**Task details**
Look below. Copy each line that has "await" in it.

**Saved entries**

++++++++++

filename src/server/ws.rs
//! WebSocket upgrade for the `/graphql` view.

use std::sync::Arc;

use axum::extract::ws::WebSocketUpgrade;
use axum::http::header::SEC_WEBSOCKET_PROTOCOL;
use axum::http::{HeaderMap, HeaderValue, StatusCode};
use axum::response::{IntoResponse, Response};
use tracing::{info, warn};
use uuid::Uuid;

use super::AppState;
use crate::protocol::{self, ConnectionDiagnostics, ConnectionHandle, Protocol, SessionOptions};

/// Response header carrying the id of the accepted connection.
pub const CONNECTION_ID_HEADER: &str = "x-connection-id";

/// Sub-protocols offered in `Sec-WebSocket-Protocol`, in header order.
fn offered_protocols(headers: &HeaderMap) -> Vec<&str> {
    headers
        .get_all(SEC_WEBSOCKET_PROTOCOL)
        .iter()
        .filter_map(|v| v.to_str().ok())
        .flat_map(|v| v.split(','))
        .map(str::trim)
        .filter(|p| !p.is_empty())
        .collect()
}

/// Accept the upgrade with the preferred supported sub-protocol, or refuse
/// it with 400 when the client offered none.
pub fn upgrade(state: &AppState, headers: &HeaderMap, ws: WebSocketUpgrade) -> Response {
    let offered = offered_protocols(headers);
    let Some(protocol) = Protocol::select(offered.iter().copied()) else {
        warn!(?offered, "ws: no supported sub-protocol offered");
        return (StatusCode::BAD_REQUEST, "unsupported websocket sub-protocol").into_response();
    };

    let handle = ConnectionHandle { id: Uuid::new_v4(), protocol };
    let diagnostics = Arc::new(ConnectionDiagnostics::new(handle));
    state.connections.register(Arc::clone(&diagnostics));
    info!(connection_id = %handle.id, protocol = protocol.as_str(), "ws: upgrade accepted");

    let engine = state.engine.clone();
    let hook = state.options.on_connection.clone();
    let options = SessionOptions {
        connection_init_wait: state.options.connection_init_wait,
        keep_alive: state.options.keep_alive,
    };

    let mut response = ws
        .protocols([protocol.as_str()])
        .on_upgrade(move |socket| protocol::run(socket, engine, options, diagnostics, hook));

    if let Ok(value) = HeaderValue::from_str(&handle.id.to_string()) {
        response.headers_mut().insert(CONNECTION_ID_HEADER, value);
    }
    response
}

++++++++++

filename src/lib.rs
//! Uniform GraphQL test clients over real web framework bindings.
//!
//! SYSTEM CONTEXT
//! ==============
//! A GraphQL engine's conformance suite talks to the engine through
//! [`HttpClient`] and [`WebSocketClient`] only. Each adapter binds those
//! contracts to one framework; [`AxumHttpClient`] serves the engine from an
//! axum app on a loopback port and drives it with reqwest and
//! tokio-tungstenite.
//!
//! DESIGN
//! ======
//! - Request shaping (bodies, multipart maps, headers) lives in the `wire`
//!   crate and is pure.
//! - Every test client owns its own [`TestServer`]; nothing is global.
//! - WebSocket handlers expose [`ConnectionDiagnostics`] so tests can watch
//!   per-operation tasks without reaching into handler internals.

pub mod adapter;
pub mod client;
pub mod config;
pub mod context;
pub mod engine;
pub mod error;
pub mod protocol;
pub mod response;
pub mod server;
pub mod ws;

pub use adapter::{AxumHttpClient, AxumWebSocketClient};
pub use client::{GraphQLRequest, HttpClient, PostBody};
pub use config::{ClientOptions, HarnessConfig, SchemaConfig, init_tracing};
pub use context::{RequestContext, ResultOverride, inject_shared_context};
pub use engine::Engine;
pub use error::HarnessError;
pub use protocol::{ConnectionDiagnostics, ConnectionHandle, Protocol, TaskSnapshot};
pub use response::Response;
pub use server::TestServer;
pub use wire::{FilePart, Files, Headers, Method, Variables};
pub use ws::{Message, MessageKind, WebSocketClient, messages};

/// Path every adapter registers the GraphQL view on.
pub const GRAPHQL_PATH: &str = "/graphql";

++++++++++

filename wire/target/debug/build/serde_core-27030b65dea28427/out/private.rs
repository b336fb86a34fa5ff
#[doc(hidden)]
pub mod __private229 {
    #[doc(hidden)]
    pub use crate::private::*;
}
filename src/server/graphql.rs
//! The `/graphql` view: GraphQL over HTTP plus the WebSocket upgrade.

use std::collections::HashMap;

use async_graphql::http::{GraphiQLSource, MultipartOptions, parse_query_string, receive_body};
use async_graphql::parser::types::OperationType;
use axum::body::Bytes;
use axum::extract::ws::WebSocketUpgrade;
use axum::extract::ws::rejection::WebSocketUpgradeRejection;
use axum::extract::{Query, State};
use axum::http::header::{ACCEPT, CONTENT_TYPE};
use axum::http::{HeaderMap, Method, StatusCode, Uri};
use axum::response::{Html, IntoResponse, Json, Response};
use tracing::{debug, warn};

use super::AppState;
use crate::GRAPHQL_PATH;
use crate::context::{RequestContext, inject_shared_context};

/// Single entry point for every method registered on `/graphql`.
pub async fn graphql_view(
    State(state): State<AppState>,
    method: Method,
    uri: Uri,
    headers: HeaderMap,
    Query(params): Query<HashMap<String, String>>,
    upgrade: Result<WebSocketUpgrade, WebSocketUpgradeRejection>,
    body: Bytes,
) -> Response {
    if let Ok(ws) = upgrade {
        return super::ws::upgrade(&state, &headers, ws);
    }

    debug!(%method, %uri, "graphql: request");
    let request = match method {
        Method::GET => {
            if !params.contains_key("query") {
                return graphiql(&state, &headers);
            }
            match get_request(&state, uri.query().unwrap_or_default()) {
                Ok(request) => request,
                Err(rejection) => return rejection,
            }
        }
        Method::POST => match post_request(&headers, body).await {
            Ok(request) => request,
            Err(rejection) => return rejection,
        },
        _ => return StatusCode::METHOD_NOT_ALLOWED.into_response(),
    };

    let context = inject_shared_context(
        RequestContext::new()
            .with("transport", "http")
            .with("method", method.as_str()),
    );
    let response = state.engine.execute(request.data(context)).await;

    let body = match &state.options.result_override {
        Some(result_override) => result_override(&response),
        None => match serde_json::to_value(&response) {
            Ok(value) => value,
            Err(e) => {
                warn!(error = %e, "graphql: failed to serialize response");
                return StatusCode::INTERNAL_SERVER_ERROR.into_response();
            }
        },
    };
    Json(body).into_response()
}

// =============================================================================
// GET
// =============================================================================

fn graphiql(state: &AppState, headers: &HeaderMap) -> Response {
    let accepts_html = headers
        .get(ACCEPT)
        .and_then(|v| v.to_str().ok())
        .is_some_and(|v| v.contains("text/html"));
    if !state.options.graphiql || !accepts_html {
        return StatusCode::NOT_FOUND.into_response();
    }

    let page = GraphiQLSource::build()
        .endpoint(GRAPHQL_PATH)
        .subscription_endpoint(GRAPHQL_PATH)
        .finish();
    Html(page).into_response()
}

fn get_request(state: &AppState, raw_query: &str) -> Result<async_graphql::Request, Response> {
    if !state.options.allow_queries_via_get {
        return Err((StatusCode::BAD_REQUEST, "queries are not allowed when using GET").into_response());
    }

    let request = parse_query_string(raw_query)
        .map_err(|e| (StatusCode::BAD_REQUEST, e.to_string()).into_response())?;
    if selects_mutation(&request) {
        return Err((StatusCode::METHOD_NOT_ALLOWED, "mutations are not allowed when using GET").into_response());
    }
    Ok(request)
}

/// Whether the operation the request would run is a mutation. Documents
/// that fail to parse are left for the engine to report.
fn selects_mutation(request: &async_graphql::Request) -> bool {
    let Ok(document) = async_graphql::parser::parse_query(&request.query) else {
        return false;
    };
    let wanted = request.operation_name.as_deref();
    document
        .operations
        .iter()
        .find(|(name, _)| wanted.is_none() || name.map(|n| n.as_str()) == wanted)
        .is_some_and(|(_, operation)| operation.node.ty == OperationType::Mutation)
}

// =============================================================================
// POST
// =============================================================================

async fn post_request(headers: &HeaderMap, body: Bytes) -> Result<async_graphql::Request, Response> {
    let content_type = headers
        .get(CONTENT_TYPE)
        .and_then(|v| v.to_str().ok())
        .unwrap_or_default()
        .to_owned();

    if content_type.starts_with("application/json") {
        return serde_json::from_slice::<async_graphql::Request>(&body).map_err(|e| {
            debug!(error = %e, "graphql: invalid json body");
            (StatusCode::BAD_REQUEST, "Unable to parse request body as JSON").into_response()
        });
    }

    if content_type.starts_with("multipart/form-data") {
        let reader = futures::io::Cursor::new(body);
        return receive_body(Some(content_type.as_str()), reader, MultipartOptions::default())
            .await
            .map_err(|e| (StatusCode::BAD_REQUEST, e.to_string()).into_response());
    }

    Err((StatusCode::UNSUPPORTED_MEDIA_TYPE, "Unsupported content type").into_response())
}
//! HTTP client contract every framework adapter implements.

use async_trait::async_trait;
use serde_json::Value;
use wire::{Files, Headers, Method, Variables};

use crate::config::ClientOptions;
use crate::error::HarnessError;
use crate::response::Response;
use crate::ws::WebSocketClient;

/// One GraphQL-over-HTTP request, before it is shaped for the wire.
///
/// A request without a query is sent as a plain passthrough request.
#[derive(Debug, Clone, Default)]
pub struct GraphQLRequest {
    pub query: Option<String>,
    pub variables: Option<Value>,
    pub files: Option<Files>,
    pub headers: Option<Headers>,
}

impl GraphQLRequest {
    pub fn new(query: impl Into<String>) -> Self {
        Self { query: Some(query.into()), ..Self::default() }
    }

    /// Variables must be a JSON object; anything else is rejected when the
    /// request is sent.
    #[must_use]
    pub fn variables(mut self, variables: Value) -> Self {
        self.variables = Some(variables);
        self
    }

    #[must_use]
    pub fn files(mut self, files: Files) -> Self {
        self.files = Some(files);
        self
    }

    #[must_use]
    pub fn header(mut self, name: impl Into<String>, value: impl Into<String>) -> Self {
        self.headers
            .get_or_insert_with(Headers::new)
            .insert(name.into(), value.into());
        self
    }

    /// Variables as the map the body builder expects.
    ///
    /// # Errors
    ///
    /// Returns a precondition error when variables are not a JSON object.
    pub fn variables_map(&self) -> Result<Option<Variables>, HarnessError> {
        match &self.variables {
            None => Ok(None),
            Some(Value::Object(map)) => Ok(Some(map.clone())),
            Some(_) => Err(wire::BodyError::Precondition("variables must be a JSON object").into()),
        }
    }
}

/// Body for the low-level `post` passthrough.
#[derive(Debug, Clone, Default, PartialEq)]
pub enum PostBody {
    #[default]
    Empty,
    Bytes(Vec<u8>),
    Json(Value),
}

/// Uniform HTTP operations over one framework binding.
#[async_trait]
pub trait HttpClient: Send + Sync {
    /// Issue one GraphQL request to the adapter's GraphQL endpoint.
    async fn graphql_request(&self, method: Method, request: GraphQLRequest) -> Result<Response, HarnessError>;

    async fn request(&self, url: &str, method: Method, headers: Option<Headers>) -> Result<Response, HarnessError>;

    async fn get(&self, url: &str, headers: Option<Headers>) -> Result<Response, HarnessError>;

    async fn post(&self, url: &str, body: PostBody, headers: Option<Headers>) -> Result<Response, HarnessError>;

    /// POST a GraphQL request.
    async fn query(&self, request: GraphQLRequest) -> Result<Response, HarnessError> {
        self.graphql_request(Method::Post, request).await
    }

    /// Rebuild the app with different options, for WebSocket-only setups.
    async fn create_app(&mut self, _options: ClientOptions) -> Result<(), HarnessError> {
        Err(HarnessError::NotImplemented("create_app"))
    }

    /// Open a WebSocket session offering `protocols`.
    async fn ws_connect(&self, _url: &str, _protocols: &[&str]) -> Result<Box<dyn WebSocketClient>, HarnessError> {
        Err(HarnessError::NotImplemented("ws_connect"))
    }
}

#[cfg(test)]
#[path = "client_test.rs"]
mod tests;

++++++++++

**Expected answer**
        Method::POST => match post_request(&headers, body).await {
    let response = state.engine.execute(request.data(context)).await;
            .await
        self.graphql_request(Method::Post, request).await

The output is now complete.